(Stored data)
════════

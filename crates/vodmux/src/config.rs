use std::path::PathBuf;
use std::time::Duration;

pub const DEFAULT_USER_AGENT: &str = "Mozilla/5.0 (Windows NT 10.0; Win64; x64) AppleWebKit/537.36 (KHTML, like Gecko) Chrome/142.0.0.0 Safari/537.36";

/// Relay endpoint used when no override is configured.
pub const DEFAULT_RELAY_ENDPOINT: &str = "https://api.fsh.plus/file";

/// HTTP client options for manifest and segment fetching.
#[derive(Debug, Clone)]
pub struct FetchConfig {
    /// Connection timeout (time to establish initial connection)
    pub connect_timeout: Duration,

    /// Read timeout (maximum time between receiving data chunks)
    pub read_timeout: Duration,

    /// User agent string
    pub user_agent: String,
}

impl Default for FetchConfig {
    fn default() -> Self {
        Self {
            connect_timeout: Duration::from_secs(30),
            read_timeout: Duration::from_secs(30),
            user_agent: DEFAULT_USER_AGENT.to_owned(),
        }
    }
}

/// Relay service fetches are routed through when proxying is enabled.
///
/// The relay answers `GET <endpoint>?url=<url-encoded target>` with the
/// target's body unchanged.
#[derive(Debug, Clone)]
pub struct RelayConfig {
    /// Endpoint without a query string; the `url` parameter is appended.
    pub endpoint: String,
}

impl Default for RelayConfig {
    fn default() -> Self {
        Self {
            endpoint: DEFAULT_RELAY_ENDPOINT.to_owned(),
        }
    }
}

/// Options for one conversion flow.
#[derive(Debug, Clone, Default)]
pub struct ConvertConfig {
    pub fetch: FetchConfig,

    pub relay: RelayConfig,

    /// Route every fetch through the relay endpoint.
    pub use_proxy: bool,
}

/// Transcoding engine options.
#[derive(Debug, Clone)]
pub struct EngineConfig {
    /// Path to the ffmpeg binary.
    pub ffmpeg_path: PathBuf,
}

impl Default for EngineConfig {
    fn default() -> Self {
        Self {
            ffmpeg_path: PathBuf::from("ffmpeg"),
        }
    }
}
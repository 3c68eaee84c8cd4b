//! Line-oriented `.m3u8` manifest parsing.
//!
//! Only the subset of the format the conversion flow needs is interpreted:
//! master/media classification, stream-info renditions, and the first
//! alternate audio track. Segment references are scanned by the acquirer;
//! everything else in a playlist passes through untouched.

use std::fmt;

use url::Url;

use crate::error::ConvertError;

/// Marker whose presence anywhere in a manifest makes it a master playlist.
const STREAM_INF_MARKER: &str = "#EXT-X-STREAM-INF";
const STREAM_INF_TAG: &str = "#EXT-X-STREAM-INF:";
const MEDIA_TAG: &str = "#EXT-X-MEDIA:";

/// One fetched `.m3u8` document and the URL it came from.
#[derive(Debug, Clone)]
pub struct Manifest {
    pub url: Url,
    pub text: String,
}

impl Manifest {
    pub fn new(url: Url, text: String) -> Self {
        Self { url, text }
    }

    pub fn kind(&self) -> ManifestKind {
        classify(&self.text)
    }
}

/// Whether a manifest lists renditions (master) or segments (media).
#[derive(Debug, Clone, Copy, PartialEq, Eq)]
pub enum ManifestKind {
    Master,
    Media,
}

/// Video frame size advertised by a rendition. Dimensions beyond `u32`
/// do not parse and surface as a malformed manifest.
#[derive(Debug, Clone, Copy, PartialEq, Eq)]
pub struct Resolution {
    pub width: u32,
    pub height: u32,
}

impl Resolution {
    /// Sentinel for renditions that advertise no resolution; ranks below
    /// every real one.
    pub const UNKNOWN: Resolution = Resolution {
        width: 1,
        height: 1,
    };

    /// Pixel count, widened so the product of two `u32` dimensions cannot
    /// overflow.
    pub fn area(&self) -> u64 {
        u64::from(self.width) * u64::from(self.height)
    }
}

impl fmt::Display for Resolution {
    fn fmt(&self, f: &mut fmt::Formatter<'_>) -> fmt::Result {
        write!(f, "{}x{}", self.width, self.height)
    }
}

/// Video entry of a master playlist.
#[derive(Debug, Clone, PartialEq, Eq)]
pub struct VideoRendition {
    pub resolution: Resolution,
    pub bandwidth: u64,
    /// Reference as written, relative to the declaring manifest's URL.
    pub uri: String,
}

/// Alternate audio entry of a master playlist.
#[derive(Debug, Clone, PartialEq, Eq)]
pub struct AudioRendition {
    pub uri: String,
}

/// A manifest is a master playlist iff it advertises stream renditions.
pub fn classify(text: &str) -> ManifestKind {
    if text.contains(STREAM_INF_MARKER) {
        ManifestKind::Master
    } else {
        ManifestKind::Media
    }
}

/// Extracts every video rendition of a master playlist, in file order.
///
/// Bandwidth prefers `AVERAGE-BANDWIDTH` over `BANDWIDTH` when both are
/// present; a stream-info line with neither, or with an unparsable
/// attribute, is malformed. The rendition URI is the next non-empty line
/// after the stream-info line.
pub fn video_renditions(text: &str) -> Result<Vec<VideoRendition>, ConvertError> {
    let lines: Vec<&str> = text.lines().map(str::trim).collect();
    let mut renditions = Vec::new();

    for (index, line) in lines.iter().enumerate() {
        let Some(attributes) = line.strip_prefix(STREAM_INF_TAG) else {
            continue;
        };

        let bandwidth_value = attribute_value(attributes, "AVERAGE-BANDWIDTH")
            .or_else(|| attribute_value(attributes, "BANDWIDTH"))
            .ok_or_else(|| {
                ConvertError::malformed_manifest("stream-info line without a bandwidth attribute")
            })?;
        let bandwidth = bandwidth_value.parse::<u64>().map_err(|_| {
            ConvertError::malformed_manifest(format!("unparsable bandwidth `{bandwidth_value}`"))
        })?;

        let resolution = match attribute_value(attributes, "RESOLUTION") {
            Some(value) => parse_resolution(value).ok_or_else(|| {
                ConvertError::malformed_manifest(format!("unparsable resolution `{value}`"))
            })?,
            None => Resolution::UNKNOWN,
        };

        let uri = lines[index + 1..]
            .iter()
            .find(|candidate| !candidate.is_empty())
            .filter(|candidate| !candidate.starts_with('#'))
            .ok_or_else(|| {
                ConvertError::malformed_manifest("stream-info line without a following URI line")
            })?;

        renditions.push(VideoRendition {
            resolution,
            bandwidth,
            uri: (*uri).to_string(),
        });
    }

    Ok(renditions)
}

/// Finds the first declared alternate audio track of a master playlist.
pub fn audio_rendition(text: &str) -> Result<Option<AudioRendition>, ConvertError> {
    for line in text.lines() {
        let Some(attributes) = line.trim().strip_prefix(MEDIA_TAG) else {
            continue;
        };
        if attribute_value(attributes, "TYPE") != Some("AUDIO") {
            continue;
        }
        let uri = attribute_value(attributes, "URI").ok_or_else(|| {
            ConvertError::malformed_manifest("alternate audio line without a URI attribute")
        })?;
        return Ok(Some(AudioRendition {
            uri: uri.to_string(),
        }));
    }
    Ok(None)
}

/// Looks up one attribute in an `ATTR=VALUE,...` list, unquoting the value.
pub(crate) fn attribute_value<'a>(attributes: &'a str, name: &str) -> Option<&'a str> {
    for part in split_attributes(attributes) {
        let Some((key, value)) = part.split_once('=') else {
            continue;
        };
        if !key.trim().eq_ignore_ascii_case(name) {
            continue;
        }
        let value = value.trim();
        return Some(
            value
                .strip_prefix('"')
                .and_then(|v| v.strip_suffix('"'))
                .unwrap_or(value),
        );
    }
    None
}

/// Splits an attribute list on commas, keeping quoted values intact.
fn split_attributes(attributes: &str) -> Vec<&str> {
    let mut parts: Vec<&str> = Vec::new();
    let mut in_quotes = false;
    let mut start = 0usize;
    for (idx, ch) in attributes.char_indices() {
        match ch {
            '"' => in_quotes = !in_quotes,
            ',' if !in_quotes => {
                parts.push(attributes[start..idx].trim());
                start = idx + 1;
            }
            _ => {}
        }
    }
    if start < attributes.len() {
        parts.push(attributes[start..].trim());
    }
    parts.into_iter().filter(|p| !p.is_empty()).collect()
}

fn parse_resolution(value: &str) -> Option<Resolution> {
    let (width, height) = value.split_once(['x', 'X'])?;
    Some(Resolution {
        width: width.trim().parse().ok()?,
        height: height.trim().parse().ok()?,
    })
}

#[cfg(test)]
mod tests {
    use super::*;

    const MASTER: &str = "#EXTM3U\n\
#EXT-X-MEDIA:TYPE=AUDIO,GROUP-ID=\"aud\",NAME=\"English\",DEFAULT=YES,URI=\"audio/en.m3u8\"\n\
#EXT-X-MEDIA:TYPE=AUDIO,GROUP-ID=\"aud\",NAME=\"French\",URI=\"audio/fr.m3u8\"\n\
#EXT-X-STREAM-INF:BANDWIDTH=5000000,AVERAGE-BANDWIDTH=4500000,RESOLUTION=1920x1080,CODECS=\"avc1.64001f,mp4a.40.2\"\n\
1080p/video.m3u8\n\
#EXT-X-STREAM-INF:BANDWIDTH=2500000,RESOLUTION=1280x720\n\
720p/video.m3u8\n";

    const MEDIA: &str = "#EXTM3U\n\
#EXT-X-TARGETDURATION:6\n\
#EXTINF:6.0,\n\
seg1.ts\n\
#EXTINF:6.0,\n\
seg2.ts\n";

    #[test]
    fn classify_detects_master_and_media() {
        assert_eq!(classify(MASTER), ManifestKind::Master);
        assert_eq!(classify(MEDIA), ManifestKind::Media);
        assert_eq!(classify(""), ManifestKind::Media);
    }

    #[test]
    fn manifest_kind_reflects_text() {
        let url = Url::parse("https://host/master.m3u8").unwrap();
        let manifest = Manifest::new(url, MASTER.to_string());
        assert_eq!(manifest.kind(), ManifestKind::Master);
    }

    #[test]
    fn extracts_renditions_in_file_order() {
        let renditions = video_renditions(MASTER).unwrap();
        assert_eq!(renditions.len(), 2);
        assert_eq!(renditions[0].uri, "1080p/video.m3u8");
        assert_eq!(
            renditions[0].resolution,
            Resolution {
                width: 1920,
                height: 1080
            }
        );
        assert_eq!(renditions[1].uri, "720p/video.m3u8");
        assert_eq!(renditions[1].bandwidth, 2500000);
    }

    #[test]
    fn average_bandwidth_is_preferred_over_plain() {
        let renditions = video_renditions(MASTER).unwrap();
        assert_eq!(renditions[0].bandwidth, 4500000);
    }

    #[test]
    fn quoted_codec_list_does_not_break_attribute_scanning() {
        let line = "BANDWIDTH=1000,CODECS=\"avc1.64001f,mp4a.40.2\",RESOLUTION=640x360";
        assert_eq!(attribute_value(line, "BANDWIDTH"), Some("1000"));
        assert_eq!(attribute_value(line, "CODECS"), Some("avc1.64001f,mp4a.40.2"));
        assert_eq!(attribute_value(line, "RESOLUTION"), Some("640x360"));
    }

    #[test]
    fn missing_resolution_defaults_to_sentinel() {
        let master = "#EXT-X-STREAM-INF:BANDWIDTH=64000\naudio-only.m3u8\n";
        let renditions = video_renditions(master).unwrap();
        assert_eq!(renditions[0].resolution, Resolution::UNKNOWN);
        assert_eq!(renditions[0].resolution.area(), 1);
    }

    #[test]
    fn missing_bandwidth_is_malformed() {
        let master = "#EXT-X-STREAM-INF:RESOLUTION=1920x1080\nvideo.m3u8\n";
        let err = video_renditions(master).unwrap_err();
        assert!(matches!(err, ConvertError::MalformedManifest { .. }));
    }

    #[test]
    fn unparsable_resolution_is_malformed() {
        let master = "#EXT-X-STREAM-INF:BANDWIDTH=1000,RESOLUTION=wide\nvideo.m3u8\n";
        let err = video_renditions(master).unwrap_err();
        assert!(matches!(err, ConvertError::MalformedManifest { .. }));
    }

    #[test]
    fn resolution_beyond_u32_range_is_malformed() {
        let master = "#EXTM3U\n\
#EXT-X-STREAM-INF:BANDWIDTH=1000,RESOLUTION=4294967296x4294967296\n\
huge.m3u8\n\
#EXT-X-STREAM-INF:BANDWIDTH=2000,RESOLUTION=1920x1080\n\
1080p.m3u8\n";
        let err = video_renditions(master).unwrap_err();
        assert!(matches!(err, ConvertError::MalformedManifest { .. }));
    }

    #[test]
    fn uri_line_skips_blank_lines() {
        let master = "#EXT-X-STREAM-INF:BANDWIDTH=1000\n\n  \nvideo.m3u8\n";
        let renditions = video_renditions(master).unwrap();
        assert_eq!(renditions[0].uri, "video.m3u8");
    }

    #[test]
    fn stream_info_without_uri_line_is_malformed() {
        let master = "#EXTM3U\n#EXT-X-STREAM-INF:BANDWIDTH=1000\n";
        let err = video_renditions(master).unwrap_err();
        assert!(matches!(err, ConvertError::MalformedManifest { .. }));
    }

    #[test]
    fn directive_in_place_of_uri_line_is_malformed() {
        let master = "#EXT-X-STREAM-INF:BANDWIDTH=1000\n#EXT-X-STREAM-INF:BANDWIDTH=2000\n";
        let err = video_renditions(master).unwrap_err();
        assert!(matches!(err, ConvertError::MalformedManifest { .. }));
    }

    #[test]
    fn first_declared_audio_track_wins() {
        let audio = audio_rendition(MASTER).unwrap().unwrap();
        assert_eq!(audio.uri, "audio/en.m3u8");
    }

    #[test]
    fn no_audio_track_returns_none() {
        assert!(audio_rendition(MEDIA).unwrap().is_none());
    }

    #[test]
    fn subtitle_tracks_are_not_audio() {
        let master = "#EXT-X-MEDIA:TYPE=SUBTITLES,URI=\"subs/en.m3u8\"\n\
#EXT-X-MEDIA:TYPE=AUDIO,URI=\"audio/en.m3u8\"\n\
#EXT-X-STREAM-INF:BANDWIDTH=1000\nvideo.m3u8\n";
        let audio = audio_rendition(master).unwrap().unwrap();
        assert_eq!(audio.uri, "audio/en.m3u8");
    }

    #[test]
    fn audio_track_without_uri_is_malformed() {
        let master = "#EXT-X-MEDIA:TYPE=AUDIO,GROUP-ID=\"aud\"\n";
        let err = audio_rendition(master).unwrap_err();
        assert!(matches!(err, ConvertError::MalformedManifest { .. }));
    }
}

════════

> **Prompt**
Scan the data for the string "conversion" and copy each line in which it occurs.

> **Result**
/// Options for one conversion flow.
//! Only the subset of the format the conversion flow needs is interpreted:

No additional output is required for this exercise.